Sonotone

French Films

"On ne se dispute jamais au sujet de la musique qui passe dans le van"

par Vincent Bürgy

De la Finlande, on connaît surtout son froid, les portables Nokia et un amour immodéré pour les saunas. Pour le reste, on retient le coup d'éclat d'un groupe métal tapageur, Lordi, un soir du mois de mai 2006, lors du concours de l'Eurovision. Mais ces poncifs, les jeunes Finlandais n'en ont cure. La preuve avec l'apparition – ou du moins l'affirmation – d'une nouvelle scène musicale au pays du Père Noël. Aux cartons, les chansons folk étranglées de Lau Nau ou la déprime gothique de HIM, place aux jolis minois du trio Le Corps Mince de Françoise et aux costards new wave de French Films. Les cinq garçons se sont d'ailleurs produits le mardi 20 décembre, sur la scène de la salle Fri-son, à Fribourg.

 

Enfoncé dans les fauteuils de leur loge, clopes au bec, Antti, Santtu, Mikael et Joni (Johannes, chanteur et guitariste, est absent de l'interview, en raison d'un oubli à l'hôtel) affichent une moyenne de vingt printemps et l'insouciance qui va avec. Sous leurs airs de dandys, les compères subissent pourtant les accrocs du quotidien, entre la tournée marathon aux quatre coins du continent et la difficulté de joindre les deux bouts. "On ne vit que de cela, c'est pas facile", soupire Joni, le guitariste.

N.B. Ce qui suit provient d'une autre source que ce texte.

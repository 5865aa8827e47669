use env_logger::{Builder, WriteStyle};
use log::{error, info, warn, LevelFilter};
use std::fs::OpenOptions;

/// Initialize the logging system, writing to the given log file
pub fn initialize_logging(
    log_file: &str,
    level: LevelFilter,
) -> Result<(), Box<dyn std::error::Error>> {
    // Create or append to log file with proper permissions
    let file = OpenOptions::new()
        .create(true)
        .append(true)
        .open(log_file)?;

    Builder::new()
        .filter_level(level)
        .format_timestamp_secs()
        .format_module_path(true)
        .write_style(WriteStyle::Auto)
        .target(env_logger::Target::Pipe(Box::new(file)))
        .try_init()?;

    info!("Logging system initialized");
    Ok(())
}

/// Helper function to format sensitive data for logging
pub(crate) fn format_sensitive(text: &str) -> String {
    let chars: Vec<char> = text.chars().collect();
    if chars.len() <= 4 {
        return "*".repeat(chars.len());
    }
    let head: String = chars[..2].iter().collect();
    let tail: String = chars[chars.len() - 2..].iter().collect();
    format!("{}***{}", head, tail)
}

fn timestamp() -> String {
    chrono::Local::now().format("%Y-%m-%d %H:%M:%S").to_string()
}

/// Structured logging for authentication and session events
pub fn log_auth_event(event_type: &str, username: &str, success: bool, details: Option<&str>) {
    if success {
        info!(
            "Auth event: type={}, user={}, success=true, timestamp={}, details={:?}",
            event_type,
            format_sensitive(username),
            timestamp(),
            details
        );
    } else {
        warn!(
            "Auth event: type={}, user={}, success=false, timestamp={}, details={:?}",
            event_type,
            format_sensitive(username),
            timestamp(),
            details
        );
    }
}

/// Structured logging for access token events; the token itself is masked
pub fn log_token_event(event_type: &str, token: &str, success: bool, details: Option<&str>) {
    if success {
        info!(
            "Token event: type={}, token={}, success=true, timestamp={}, details={:?}",
            event_type,
            format_sensitive(token),
            timestamp(),
            details
        );
    } else {
        warn!(
            "Token event: type={}, token={}, success=false, timestamp={}, details={:?}",
            event_type,
            format_sensitive(token),
            timestamp(),
            details
        );
    }
}

/// Structured logging for persistence operations
pub fn log_data_operation(
    operation: &str,
    user: &str,
    resource: &str,
    success: bool,
    details: Option<&str>,
) {
    if success {
        info!(
            "Data operation: op={}, user={}, resource={}, success=true, timestamp={}, details={:?}",
            operation,
            format_sensitive(user),
            resource,
            timestamp(),
            details
        );
    } else {
        error!(
            "Data operation: op={}, user={}, resource={}, success=false, timestamp={}, details={:?}",
            operation,
            format_sensitive(user),
            resource,
            timestamp(),
            details
        );
    }
}

#[cfg(test)]
mod tests {
    use super::*;
    use tempfile::NamedTempFile;

    #[test]
    fn test_sensitive_data_formatting() {
        assert_eq!(format_sensitive("MaryJane"), "Ma***ne");
        assert_eq!(format_sensitive("key"), "***");
        assert_eq!(format_sensitive("IRSINH2026478192"), "IR***92");
        assert_eq!(format_sensitive(""), "");
    }

    #[test]
    fn test_logging_initialization() {
        let log_file = NamedTempFile::new().unwrap();
        let path = log_file.path().to_str().unwrap().to_string();

        // Either we installed the logger or another test already did
        let result = initialize_logging(&path, LevelFilter::Info);
        assert!(
            result.is_ok()
                || result
                    .unwrap_err()
                    .to_string()
                    .contains("already initialized")
        );
    }
}
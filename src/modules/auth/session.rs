use std::io;
use std::rc::Rc;

use super::identity::Identity;
use crate::modules::storage::{set_json, KeyValueStore};

pub const CURRENT_USER_KEY: &str = "currentUser";
pub const LOGGED_IN_KEY: &str = "isLoggedIn";
pub const LOGIN_TIME_KEY: &str = "loginTime";

/// Time-bounded authenticated state for one login
#[derive(Debug, Clone, Copy, PartialEq)]
pub struct Session {
    pub active: bool,
    pub started_at_ms: i64,
    pub timeout_ms: i64,
}

impl Session {
    /// Valid iff active and strictly less than `timeout_ms` has elapsed since
    /// the start. A start in the future is garbage and never valid.
    pub fn is_valid_at(&self, now_ms: i64) -> bool {
        self.active
            && self.started_at_ms <= now_ms
            && now_ms.saturating_sub(self.started_at_ms) < self.timeout_ms
    }

    pub fn deadline_ms(&self) -> i64 {
        self.started_at_ms.saturating_add(self.timeout_ms)
    }

    pub fn remaining_ms(&self, now_ms: i64) -> i64 {
        self.deadline_ms().saturating_sub(now_ms)
    }

    /// Active flag still set but the timeout has run out
    pub fn has_lapsed(&self, now_ms: i64) -> bool {
        self.active && !self.is_valid_at(now_ms)
    }
}

/// Durable home of the session flags and the identity record
pub struct SessionStore {
    durable: Rc<dyn KeyValueStore>,
    timeout_ms: i64,
}

impl SessionStore {
    pub fn new(durable: Rc<dyn KeyValueStore>, timeout_ms: i64) -> Self {
        Self {
            durable,
            timeout_ms,
        }
    }

    pub fn timeout_ms(&self) -> i64 {
        self.timeout_ms
    }

    /// Read the session flags. A missing or garbled login time counts as epoch zero.
    pub fn load(&self) -> Session {
        let active = self.durable.get(LOGGED_IN_KEY).as_deref() == Some("true");
        let started_at_ms = self
            .durable
            .get(LOGIN_TIME_KEY)
            .and_then(|raw| raw.trim().parse::<i64>().ok())
            .unwrap_or(0);

        Session {
            active,
            started_at_ms,
            timeout_ms: self.timeout_ms,
        }
    }

    /// Mark the session active starting at `now_ms`
    pub fn start(&self, now_ms: i64) -> io::Result<()> {
        self.durable.set(LOGGED_IN_KEY, "true")?;
        self.touch(now_ms)
    }

    /// Reset the session start time
    pub fn touch(&self, now_ms: i64) -> io::Result<()> {
        self.durable.set(LOGIN_TIME_KEY, &now_ms.to_string())
    }

    /// Raw identity value, `None` when absent or empty
    pub fn load_identity_raw(&self) -> Option<String> {
        self.durable
            .get(CURRENT_USER_KEY)
            .filter(|raw| !raw.is_empty())
    }

    pub fn save_identity(&self, identity: &Identity) -> io::Result<()> {
        set_json(self.durable.as_ref(), CURRENT_USER_KEY, identity)
    }

    /// Drop the identity and the session flags
    pub fn clear(&self) -> io::Result<()> {
        self.durable.remove(CURRENT_USER_KEY)?;
        self.durable.remove(LOGGED_IN_KEY)?;
        self.durable.remove(LOGIN_TIME_KEY)
    }
}

#[cfg(test)]
mod tests {
    use super::*;
    use crate::modules::storage::MemoryStore;

    const TIMEOUT: i64 = 15 * 60 * 1000;

    #[test]
    fn test_session_validity_window() {
        let session = Session {
            active: true,
            started_at_ms: 1_000,
            timeout_ms: TIMEOUT,
        };
        assert!(session.is_valid_at(1_000));
        assert!(session.is_valid_at(1_000 + TIMEOUT - 1));
        // The boundary itself is already expired
        assert!(!session.is_valid_at(1_000 + TIMEOUT));
        assert!(session.has_lapsed(1_000 + TIMEOUT));
        assert_eq!(session.remaining_ms(1_000), TIMEOUT);

        let inactive = Session {
            active: false,
            ..session
        };
        assert!(!inactive.is_valid_at(1_000));
        assert!(!inactive.has_lapsed(1_000 + TIMEOUT));
    }

    #[test]
    fn test_session_store_roundtrip() {
        let durable: Rc<dyn KeyValueStore> = Rc::new(MemoryStore::new());
        let store = SessionStore::new(Rc::clone(&durable), TIMEOUT);

        let empty = store.load();
        assert!(!empty.active);
        assert_eq!(empty.started_at_ms, 0);

        store.start(5_000).unwrap();
        let started = store.load();
        assert!(started.active);
        assert_eq!(started.started_at_ms, 5_000);
        assert_eq!(durable.get(LOGIN_TIME_KEY).as_deref(), Some("5000"));

        store.touch(9_000).unwrap();
        assert_eq!(store.load().started_at_ms, 9_000);

        store.clear().unwrap();
        assert!(!store.load().active);
        assert!(store.load_identity_raw().is_none());
    }

    #[test]
    fn test_garbled_login_time_reads_as_zero() {
        let durable: Rc<dyn KeyValueStore> = Rc::new(MemoryStore::new());
        durable.set(LOGGED_IN_KEY, "true").unwrap();
        durable.set(LOGIN_TIME_KEY, "yesterday").unwrap();

        let store = SessionStore::new(durable, TIMEOUT);
        let session = store.load();
        assert!(session.active);
        assert_eq!(session.started_at_ms, 0);
        assert!(!session.is_valid_at(TIMEOUT + 1));
    }

    #[test]
    fn test_out_of_range_login_time_is_never_valid() {
        let durable: Rc<dyn KeyValueStore> = Rc::new(MemoryStore::new());
        durable.set(LOGGED_IN_KEY, "true").unwrap();
        let store = SessionStore::new(Rc::clone(&durable), TIMEOUT);

        durable.set(LOGIN_TIME_KEY, &i64::MAX.to_string()).unwrap();
        let session = store.load();
        assert_eq!(session.deadline_ms(), i64::MAX);
        assert_eq!(session.remaining_ms(i64::MIN), i64::MAX);
        assert!(!session.is_valid_at(1_700_000_000_000));
        assert!(session.has_lapsed(1_700_000_000_000));

        durable.set(LOGIN_TIME_KEY, &i64::MIN.to_string()).unwrap();
        let session = store.load();
        assert!(!session.is_valid_at(1_700_000_000_000));
        assert_eq!(session.remaining_ms(i64::MAX), i64::MIN);
    }

    #[test]
    fn test_empty_identity_reads_as_missing() {
        let durable: Rc<dyn KeyValueStore> = Rc::new(MemoryStore::new());
        durable.set(CURRENT_USER_KEY, "").unwrap();
        let store = SessionStore::new(durable, TIMEOUT);
        assert!(store.load_identity_raw().is_none());
    }
}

Une petite heure plus tard, instruments en mains, les compères ont pourtant vite fait de chasser la grisaille et les mauvais sentiments. Avec French Films, on roule en terrain connu et presque sur les plates-bandes de The Drums. Des similitudes qui pourraient jouer des tours à bien des néophytes. De leur univers fait de synth pop, de new wave ou de surf rock, les Finlandais se distinguent par un style direct, un rock juvénile et estival, sans temps mort, qui rompt avec les frimas scandinaves. La formation a posé sa première banderille en novembre 2010, avec un EP de quatre titres. Et, déjà une idée: ce groupe a «quelque chose». Confirmation un an plus tard, avec Imaginary Future, disque canon d'une petite trentaine de minutes. Bien trop court, mais d'une cohérence et d'une efficacité totale. Les cinq jeunes ne mâchent par leur musique, ni leurs références. La preuve avec une interview blind test, réussie haut la main.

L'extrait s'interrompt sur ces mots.